El Departamento de Justicia le advirtió al gobernador de California, Gavin Newsom, que lo demandará si el estado aplica la AB 1127, la ley que prohíbe la venta de ciertas pistolas Glock por su facilidad para convertirse en armas automáticas. En la superficie, es un pleito más entre Washington y California, dos rivales habituales en los tribunales. Pero el trasfondo es más importante que el episodio en sí: la administración Trump está usando victorias recientes de la Corte Suprema en materia de Segunda Enmienda para presionar a los estados a retroceder en sus propias leyes de armas, uno por uno.
Eso es lo que realmente está en juego. La ley californiana, que entró en vigor el 1 de julio, no prohíbe las armas que la gente ya posee; apunta a impedir que se sigan vendiendo modelos que pueden transformarse con facilidad en armas de disparo totalmente automático mediante piezas ilegales conocidas como “switches”. California defiende la norma como una medida de seguridad pública frente a un fenómeno que las fuerzas del orden han detectado en la calle. El Departamento de Justicia, en cambio, sostiene que restringir la venta de un modelo de pistola específico viola el derecho constitucional a adquirir armas de fuego modernas.

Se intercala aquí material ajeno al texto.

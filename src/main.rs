//! docstash - structured documents and a disk-backed content cache
//!
//! CLI entry point that dispatches to subcommands.

use clap::Parser;
use console::style;
use docstash::cli::{commands, Cli, Commands};
use docstash::config::{Config, ConfigManager};
use docstash::error::StashResult;
use std::process::ExitCode;
use tracing::debug;
use tracing_subscriber::EnvFilter;

#[tokio::main]
async fn main() -> ExitCode {
    match run().await {
        Ok(()) => ExitCode::SUCCESS,
        Err(e) => {
            eprintln!("{} {}", style("Error:").red().bold(), e);
            if let Some(hint) = e.hint() {
                eprintln!("{} {}", style("Hint:").yellow(), hint);
            }
            ExitCode::FAILURE
        }
    }
}

async fn run() -> StashResult<()> {
    let cli = Cli::parse();

    let config_manager = match cli.config {
        Some(ref path) => ConfigManager::with_path(path.clone()),
        None => ConfigManager::new(),
    };
    let config = config_manager.load().await?;

    init_logging(cli.verbose, &config);
    debug!("Using config {}", config_manager.path().display());

    match cli.command {
        Commands::Get(args) => commands::get(args, &config).await,
        Commands::Set(args) => commands::set(args, &config).await,
        Commands::Show(args) => commands::show(args, &config).await,
        Commands::Fetch(args) => commands::fetch(args, &config).await,
        Commands::Watch(args) => commands::watch(args, &config).await,
        Commands::Cache(args) => commands::cache(args, &config).await,
        Commands::Config(args) => commands::config(args, &config, &config_manager).await,
    }
}

/// 0 = warn, 1 = info, 2+ = debug; RUST_LOG overrides
fn init_logging(verbose: u8, config: &Config) {
    let level = match verbose {
        0 => "docstash=warn",
        1 => "docstash=info",
        _ => "docstash=debug",
    };
    let filter = EnvFilter::try_from_default_env().unwrap_or_else(|_| EnvFilter::new(level));

    let builder = tracing_subscriber::fmt()
        .with_env_filter(filter)
        .with_writer(std::io::stderr)
        .with_target(false);

    if config.general.log_format == "json" {
        builder.json().init();
    } else {
        builder.without_time().init();
    }
}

¿Por qué debería importarle esto a alguien fuera de California? Porque el resultado de este pulso —judicial antes que político— sentará un precedente sobre cuánto margen conservan los estados para regular armas de fuego después de que la Corte Suprema ampliara la interpretación de la Segunda Enmienda en años recientes. Si el Departamento de Justicia logra tumbar la AB 1127, es previsible que use el mismo argumento contra leyes similares en Nueva York, Illinois, Massachusetts o Nueva Jersey, estados con sus propias restricciones sobre armas de rápida conversión o de “asalto”. Si California logra defenderla en los tribunales, será la prueba de que los estados todavía tienen margen para legislar en esta materia pese al giro conservador de la Corte Suprema.
Hay, además, una dimensión más inmediata para las comunidades latinas: la violencia armada golpea de manera desproporcionada a barrios de mayoría hispana y afroamericana en varias ciudades de California, según datos que han citado repetidamente organizaciones de salud pública del estado. Los “switches” que convierten pistolas semiautomáticas en armas de fuego automático han sido señalados en investigaciones federales como un factor detrás del aumento de tiroteos con múltiples disparos en cuestión de segundos. Es decir, la disputa legal no es solo un debate abstracto sobre la Constitución: tiene un correlato directo en el tipo de armamento que puede terminar circulando en las calles.
Este round de la guerra por las armas también revela una estrategia más amplia de la actual administración: usar al Departamento de Justicia como punta de lanza para litigar contra estados demócratas en múltiples frentes —armas, inmigración, políticas ambientales— en lugar de esperar a que el Congreso legisle. Es una forma de gobernar por la vía judicial que probablemente seguirá multiplicándose durante los próximos meses, y que convierte a los tribunales federales, más que al Capitolio, en el verdadero campo de batalla de la política estadounidense de este año.